A year ago I disappeared. I’d just hung up a Skype call with a close heart I cared about. I’d asked to be helped, needed assistance. Never had asked in all the years I’d been me. Not in 3 years chemo and surgeries spent alone. I had negative baht in my Bangkok bank account. All my money went not to staying in sheets in Myknonos, but lying between them every other weekend in hospital. And I had a little bit of hope, a light: a job, only a 3000 baht (100 dollars) plane ride away waiting. I remember when the words emptied out my lips, ‘I need help’. I never ask. I don’t trust people. I had holey shoes and a computer with 7 working keys and threadbare clothes because I did me by giving me medicine. I don’t put my existence in your arms because experience shows me trust drops are just a sexy way to smack your head on the sidewalk. But here I was doing just that. You have no idea how hard that was to get me to do.


WE WERE BATTERED AND BRUISED


But I asked, and help wasn’t coming.
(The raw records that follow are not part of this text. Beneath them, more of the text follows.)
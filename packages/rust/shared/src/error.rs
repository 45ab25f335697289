//! Error types for SpecWeaver.
//!
//! Library crates use [`SpecWeaverError`] via `thiserror`.
//! The CLI wraps this with `color-eyre` for rich diagnostics.

use std::path::PathBuf;

/// Maximum number of raw characters carried by a [`SpecWeaverError::MalformedOutput`].
pub const RAW_SNIPPET_CHARS: usize = 300;

/// Top-level error type for all SpecWeaver operations.
#[derive(Debug, thiserror::Error)]
pub enum SpecWeaverError {
    /// Configuration loading or validation error.
    #[error("config error: {message}")]
    Config { message: String },

    /// HTTP client construction or transport setup error.
    #[error("network error: {0}")]
    Network(String),

    /// Database or storage layer error.
    #[error("storage error: {0}")]
    Storage(String),

    /// Filesystem I/O error.
    #[error("I/O error at {path:?}: {source}")]
    Io {
        path: PathBuf,
        source: std::io::Error,
    },

    /// Data validation error (bad settings, invalid names, etc.).
    #[error("validation error: {message}")]
    Validation { message: String },

    /// The document has no extractable text.
    #[error("document `{document}` contains no extractable text")]
    EmptyDocument { document: String },

    /// The input file type is not recognised by the ingester.
    #[error("unsupported document format: {path:?}")]
    UnsupportedFormat { path: PathBuf },

    /// A search was issued against a store with zero chunks.
    #[error("the chunk index is empty; index a document first")]
    EmptyIndex,

    /// Retrieval returned nothing for a stage or artifact query.
    #[error("no context retrieved for {target} (query: {query:?})")]
    NoContext { target: String, query: String },

    /// Generated text could not be turned into the expected structure.
    #[error("malformed output: {reason}; raw: {raw:?}")]
    MalformedOutput { reason: String, raw: String },

    /// Transient throttling persisted through the whole retry budget.
    #[error("rate limited after {attempts} attempts: {message}")]
    RateLimited { attempts: u32, message: String },

    /// The generation service reported a long-term quota block.
    #[error("quota exhausted: {message}")]
    QuotaExhausted { message: String },

    /// A non-throttling failure that survived the single reconnect attempt.
    #[error("connection error: {message}")]
    Connection { message: String },

    /// An upstream stage output is not on disk.
    #[error("stage `{stage}` requires `{upstream}` output at {path:?}; run that stage first")]
    MissingUpstream {
        stage: String,
        upstream: String,
        path: PathBuf,
    },

    /// A persisted stage output exists but cannot be decoded.
    #[error("stage output at {path:?} is corrupt: {message}")]
    CorruptStageOutput { path: PathBuf, message: String },

    /// A terminal failure stopped all remaining work.
    #[error("aborted after {checkpoint}: {source}")]
    Aborted {
        checkpoint: String,
        #[source]
        source: Box<SpecWeaverError>,
    },
}

/// Convenience alias used throughout the codebase.
pub type Result<T> = std::result::Result<T, SpecWeaverError>;

impl SpecWeaverError {
    /// Create a config error from any displayable message.
    pub fn config(msg: impl Into<String>) -> Self {
        Self::Config {
            message: msg.into(),
        }
    }

    /// Create a validation error from any displayable message.
    pub fn validation(msg: impl Into<String>) -> Self {
        Self::Validation {
            message: msg.into(),
        }
    }

    /// Wrap a `std::io::Error` with a path for context.
    pub fn io(path: impl Into<PathBuf>, source: std::io::Error) -> Self {
        Self::Io {
            path: path.into(),
            source,
        }
    }

    /// Create a storage error from any displayable source.
    pub fn storage(err: impl std::fmt::Display) -> Self {
        Self::Storage(err.to_string())
    }

    /// Create a malformed-output error, keeping only the head of the raw text.
    pub fn malformed(reason: impl Into<String>, raw: &str) -> Self {
        Self::MalformedOutput {
            reason: reason.into(),
            raw: raw.chars().take(RAW_SNIPPET_CHARS).collect(),
        }
    }

    /// Wrap a terminal error with the last durable checkpoint.
    pub fn aborted(checkpoint: impl Into<String>, source: SpecWeaverError) -> Self {
        Self::Aborted {
            checkpoint: checkpoint.into(),
            source: Box::new(source),
        }
    }

    /// Whether this error must halt every remaining stage or artifact.
    pub fn is_terminal(&self) -> bool {
        matches!(self, Self::QuotaExhausted { .. } | Self::Aborted { .. })
    }
}

#[cfg(test)]
mod tests {
    use super::*;

    #[test]
    fn error_display_formatting() {
        let err = SpecWeaverError::config("missing API key");
        assert_eq!(err.to_string(), "config error: missing API key");

        let err = SpecWeaverError::NoContext {
            target: "stage `entities`".into(),
            query: "domain objects".into(),
        };
        assert!(err.to_string().contains("stage `entities`"));
    }

    #[test]
    fn malformed_keeps_head_of_raw_text() {
        let raw = "x".repeat(1_000);
        match SpecWeaverError::malformed("not json", &raw) {
            SpecWeaverError::MalformedOutput { raw, .. } => {
                assert_eq!(raw.chars().count(), RAW_SNIPPET_CHARS);
            }
            other => panic!("unexpected variant: {other:?}"),
        }
    }

    #[test]
    fn only_quota_and_abort_are_terminal() {
        let quota = SpecWeaverError::QuotaExhausted {
            message: "daily limit".into(),
        };
        assert!(quota.is_terminal());
        assert!(SpecWeaverError::aborted("stage `requirements`", quota).is_terminal());

        let limited = SpecWeaverError::RateLimited {
            attempts: 3,
            message: "429".into(),
        };
        assert!(!limited.is_terminal());
        assert!(!SpecWeaverError::EmptyIndex.is_terminal());
    }
}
I can always remember the moment I collapsed under all the emotion I’d been carrying, all these years. Was like one, two pops to my tibias. Maybe it was because I opened me to the world, and by doing so threw away the kevlar that had pretend coated my skin, but at that moment I knew bullets could land in me. Was so ironic that I cheated death and danced post-tumor dissection but I was going to die by one shot to the heart. I broke down. I disappeared 107 days out the world.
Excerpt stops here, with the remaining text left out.